◆ Work request
Look through the records below for the word "supervisor". Report how many lines have it, and only that number.

◆ Task data
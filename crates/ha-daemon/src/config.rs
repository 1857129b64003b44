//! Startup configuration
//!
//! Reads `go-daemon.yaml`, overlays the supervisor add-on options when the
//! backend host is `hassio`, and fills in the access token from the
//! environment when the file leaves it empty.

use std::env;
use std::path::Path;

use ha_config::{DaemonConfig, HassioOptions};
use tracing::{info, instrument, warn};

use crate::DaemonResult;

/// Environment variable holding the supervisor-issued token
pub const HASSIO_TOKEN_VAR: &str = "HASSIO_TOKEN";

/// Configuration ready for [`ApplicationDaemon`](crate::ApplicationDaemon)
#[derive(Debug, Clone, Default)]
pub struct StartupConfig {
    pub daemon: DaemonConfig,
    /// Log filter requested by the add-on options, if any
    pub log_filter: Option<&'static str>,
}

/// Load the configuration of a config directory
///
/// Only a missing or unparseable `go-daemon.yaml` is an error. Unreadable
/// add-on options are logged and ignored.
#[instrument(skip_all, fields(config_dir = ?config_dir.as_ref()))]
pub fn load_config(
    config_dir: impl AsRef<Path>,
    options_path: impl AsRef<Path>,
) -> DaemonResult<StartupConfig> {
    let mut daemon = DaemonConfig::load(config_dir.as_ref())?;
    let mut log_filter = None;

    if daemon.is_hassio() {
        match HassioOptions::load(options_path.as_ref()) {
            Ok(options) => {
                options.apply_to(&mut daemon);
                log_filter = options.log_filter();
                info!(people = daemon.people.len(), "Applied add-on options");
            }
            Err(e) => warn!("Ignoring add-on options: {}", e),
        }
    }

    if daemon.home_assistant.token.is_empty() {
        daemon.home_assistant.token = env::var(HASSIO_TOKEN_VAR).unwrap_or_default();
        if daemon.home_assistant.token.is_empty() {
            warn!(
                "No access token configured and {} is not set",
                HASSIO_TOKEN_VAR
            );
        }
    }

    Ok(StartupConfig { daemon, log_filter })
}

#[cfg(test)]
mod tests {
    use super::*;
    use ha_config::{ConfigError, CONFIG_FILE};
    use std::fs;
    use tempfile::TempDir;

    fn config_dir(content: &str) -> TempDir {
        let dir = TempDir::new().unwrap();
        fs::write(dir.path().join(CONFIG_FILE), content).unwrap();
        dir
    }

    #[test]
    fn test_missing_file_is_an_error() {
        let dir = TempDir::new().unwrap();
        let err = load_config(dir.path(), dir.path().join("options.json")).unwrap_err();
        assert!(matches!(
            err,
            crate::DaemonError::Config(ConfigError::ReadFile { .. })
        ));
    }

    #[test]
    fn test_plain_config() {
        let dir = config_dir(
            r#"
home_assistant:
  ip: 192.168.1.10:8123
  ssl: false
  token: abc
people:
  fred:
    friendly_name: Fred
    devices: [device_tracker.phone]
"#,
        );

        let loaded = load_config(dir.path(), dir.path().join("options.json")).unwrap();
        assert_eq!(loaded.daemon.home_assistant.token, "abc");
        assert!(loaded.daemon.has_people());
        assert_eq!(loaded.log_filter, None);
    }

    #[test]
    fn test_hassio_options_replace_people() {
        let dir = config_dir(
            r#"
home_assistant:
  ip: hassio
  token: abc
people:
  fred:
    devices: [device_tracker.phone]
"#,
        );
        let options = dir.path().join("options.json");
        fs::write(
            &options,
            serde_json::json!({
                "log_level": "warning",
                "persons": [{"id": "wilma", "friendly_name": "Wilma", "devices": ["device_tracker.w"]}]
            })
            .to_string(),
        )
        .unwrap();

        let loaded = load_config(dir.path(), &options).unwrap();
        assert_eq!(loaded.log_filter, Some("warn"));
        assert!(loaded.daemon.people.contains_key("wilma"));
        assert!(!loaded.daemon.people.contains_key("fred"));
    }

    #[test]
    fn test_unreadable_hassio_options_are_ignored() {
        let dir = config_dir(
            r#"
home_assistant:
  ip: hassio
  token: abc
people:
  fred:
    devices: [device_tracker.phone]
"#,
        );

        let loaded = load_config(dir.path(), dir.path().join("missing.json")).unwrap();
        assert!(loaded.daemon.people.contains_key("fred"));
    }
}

◆ Solution to this exercise
2